Мы просим извинения и у публики, потому что и она вправе претендовать на нас за то, что мы занимаем ее гг. Скавронскими. Нам невозможно было иначе поступить, потому что в последнее время самохвальство сделалось какою-то эпидемическою болезнию между русскими литераторами. Поверит ли, например, кто-нибудь, что один литератор вдруг ни с того ни с сего объявил недавно в «Северной пчеле», что он так велик, что его даже во сне видит другой литератор? Что должна думать и чувствовать публика, которую потчуют подобными заявлениями? Публика недоумевает; она видит, что происходит нечто таинственное, и понимает, что по поводу всех этих снов можно только предложить себе вопрос: что сей сон значит?
Упразднение крепостного права вызвало множество элегических голосов. Замечательно, что все эти голоса совсем не заявляют себя противниками идеи освобождения крестьян, но более подступают к читателю по части чувствительности, то есть с точки зрения забот о меньшей братии. Всё проекты разные пишут, как бы это улучшить да как бы так сделать, чтобы младенцам-то, младенцам-то хорошо было. Недавно, например, случилось прочесть в «Московских ведомостях» один такой проектец. Некто А. Муравьев («Моск. вед.» 1863 г., № 3) обеспокоился тем, что многие помещики не могут воспользоваться выкупною ссудою от правительства, потому собственно, что крестьяне не соглашаются на дополнительные платежи, и что ж бы вы думали, какой он проектец сочинил? А вот какой.
Следующая мера правительства, без увеличения цифры выкупной ссуды, без малейшего обременения крестьян, могла бы, мне кажется, облегчить выкупные сделки.
Возьмем для примера местность, где высший размер оброка 9 рублей.
За выкупную ссуду 120 рублей крестьяне обязаны платить в казну, в продолжение 49 лет, по 7 руб. 20 коп. в год, следовательно, на 1 руб. 80 коп. менее оброка, платимого помещику.

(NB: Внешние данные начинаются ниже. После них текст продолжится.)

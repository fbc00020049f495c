mod api;
pub mod error;
pub mod handlers;
pub mod routes;
pub mod state;

// Re-export key types
pub use error::ApiError;
pub use routes::{build_app, build_router, App};
pub use state::AppState;
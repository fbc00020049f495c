pub mod factory;
pub mod memcached;
pub mod moka_cache;
pub mod redis_cache;

pub use factory::{UnifiedBackendFactory, create_backends};
pub use memcached::MemcachedCache;
pub use moka_cache::MokaCache;
pub use redis_cache::RedisCache;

Если правительство признало бы возможным, при выкупной ссуде, назначить, в продолжение 16 лет и 8 месяцев, сбор с крестьян полного оброка в 9 руб. и выдавать ежегодно помещикам по 1 руб. 80 коп. за каждый душевой надел, то, по истечении этого срока, они получили бы капитальную сумму дополнительного взноса в 30 рублей. Хотя при этом землевладелец и лишится процентами 11 руб. или 71/3 % полной выкупной суммы, но так как без рассрочки дополнительного платежа выкуп угодий редко может состояться, то и потеря неизбежна. Зато, для получения выкупной ссуды, землевладелец не будет зависеть от прихоти и своекорыстных видов крестьян. Главная же выгода этой меры та, что, не увеличивая налогов, она облегчает достижение цели выкупа угодий, а именно сохранения общественного спокойствия прекращением обязательных и, следовательно, более или менее неприязненных отношений двух сословий. Крестьяне, увидя, что не выиграют ничего от своего упорства и от неисправного платежа оброков, сделаются сговорчивее при выкупных сделках, и цель правительства сделать крестьян собственниками осуществится легко в России.
Вот изволите видеть: крестьяне будут в течение 16 лет и 8 месяцев платить по 1 руб. 80 коп. с души лишнего — а налоги не увеличатся: крестьяне заплатят 30 руб. из своих собственных денег в пользу помещика — ан нет, не заплатят! или заплатят? или не заплатят?.. И все это на пользу меньшей братии: она, дескать, сама не понимает, что для нее выгодно! Мы ни слова не говорим здесь о том, справедлива или несправедлива мысль об обязательности выкупа земельных крестьянских угодий, мы не входим в разбирательство способов, посредством которых такой выкуп мог бы быть произведен, мы только спрашиваем, возможно ли до такой степени нерационально защищать свое дело, позволительно ли во всеуслышание говорить, что дважды два составляют три, а не четыре?
Замечательно, что подобною детскою наивностью взглядов и доказательств отличаются вообще все скрытные защитники крепостного права. Сочинения и проекты их можно назвать упражнениями воспитанников средних учебных заведений; тут не только не может быть речи о зрелости мысли, но даже самый слог отличается чем-то детским.